The flagship of Swiss haute horlogerie, founded in 1868, continues to grow. Its charismatic outgoing CEO, François-Henry Bennahmias, is forecasting record annual sales of 2.4 billion Swiss francs in 2023, with historically low inventories.

In order to maintain this dynamism, Audemars Piguet is beefing up its production facilities and strengthening its presence in the United States, with a fifteenth AP House.

 

Record sales for 2023

 

In an exclusive interview with Bloomberg, François-Henry Bennahmias confirms that the watchmaking sector is definitely not in crisis. He claims that 2023 represents a new sales record for Audemars Piguet at 2.4 billion Swiss francs ($2.7 billion or 2.5 billion euros), “outperforming the sector” and confirming its status as the fourth-largest Swiss brand in terms of revenues.

 

An illustrious member of the “Holy Trinity” of Swiss watchmaking, due to the complexity of its mechanisms and the high level of finishing of its models – alongside Patek Philippe and Vacheron Constantin – the company currently produces close to 50,000 watches a year, each of these exceptional timepieces being sold at an average price of 50,000 francs.

 

While the CEO is satisfied, he is wary of triumphalism in view of the slowdown in the US and Chinese economies, as well as heightened geopolitical tensions.

 

In a tone half foreboding, half prophetic, he tells the American business media, “Audemars Piguet’s strength doesn’t mean that the world can’t enter a slightly more troubled period”.

 

As for those who fear overproduction, the current CEO assures them: “It’s unprecedented”, referring to historically low inventories.

 

A fitting end to a thirty-year career with the Bassus brand. During his tenure as CEO – which began in 2013 – Bennahamias has made the Royal Oak more desirable than ever, and propelled the watch brand to new heights.

 

To meet this growing demand, Audemars Piguet has just laid the foundation stone for a new industrial building.

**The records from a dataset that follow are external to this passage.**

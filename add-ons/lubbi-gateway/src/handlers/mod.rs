//! API handlers. Each returns the `{ success, ... }` envelope the site scripts and the robot expect.

pub(crate) mod chat;
pub(crate) mod sensors;
pub(crate) mod vitals;
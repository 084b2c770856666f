//! JSON error envelope shared by every API handler: `{ "success": false, "message": ... }`.

use axum::extract::rejection::BytesRejection;
use axum::http::StatusCode;
use axum::response::{IntoResponse, Response};
use axum::Json;
use lubbi_core::CoreError;
use thiserror::Error;

/// Message shown to clients for any server-side failure. Details go to the log only.
pub(crate) const INTERNAL_ERROR_MESSAGE: &str = "Erro interno do servidor";

#[derive(Debug, Error)]
pub(crate) enum ApiError {
    /// Client mistake; the message is returned as-is.
    #[error("{0}")]
    BadRequest(String),

    /// Server-side failure; the detail is logged, the client gets a generic message.
    #[error("{0}")]
    Internal(String),
}

impl From<CoreError> for ApiError {
    fn from(e: CoreError) -> Self {
        ApiError::Internal(e.to_string())
    }
}

impl From<BytesRejection> for ApiError {
    fn from(e: BytesRejection) -> Self {
        ApiError::Internal(format!("unreadable request body: {}", e.body_text()))
    }
}

impl From<serde_json::Error> for ApiError {
    fn from(e: serde_json::Error) -> Self {
        ApiError::Internal(format!("malformed JSON body: {}", e))
    }
}

impl IntoResponse for ApiError {
    fn into_response(self) -> Response {
        let (status, message) = match &self {
            ApiError::BadRequest(msg) => (StatusCode::BAD_REQUEST, msg.clone()),
            ApiError::Internal(detail) => {
                tracing::error!(target: "lubbi::gateway", error = %detail, "Request failed");
                (
                    StatusCode::INTERNAL_SERVER_ERROR,
                    INTERNAL_ERROR_MESSAGE.to_string(),
                )
            }
        };
        (
            status,
            Json(serde_json::json!({ "success": false, "message": message })),
        )
            .into_response()
    }
}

The handover of the reins to Ilaria Resta, a former Procter & Gamble executive, expected at the end of 2023, should not dampen the brand’s ambitions.

 

Meyrin factory doubles in size

 

In order to increase its annual production capacity to a minimum of 56,000 units by 2025, Audemars Piguet is expanding its Meyrin-Satigny factory in the canton of Geneva. Meyrin-Satigny is the canton’s fourth most populous city, after Geneva, Vernier and Lancy, and is less than 60 km from the company’s headquarters in Le Brassus.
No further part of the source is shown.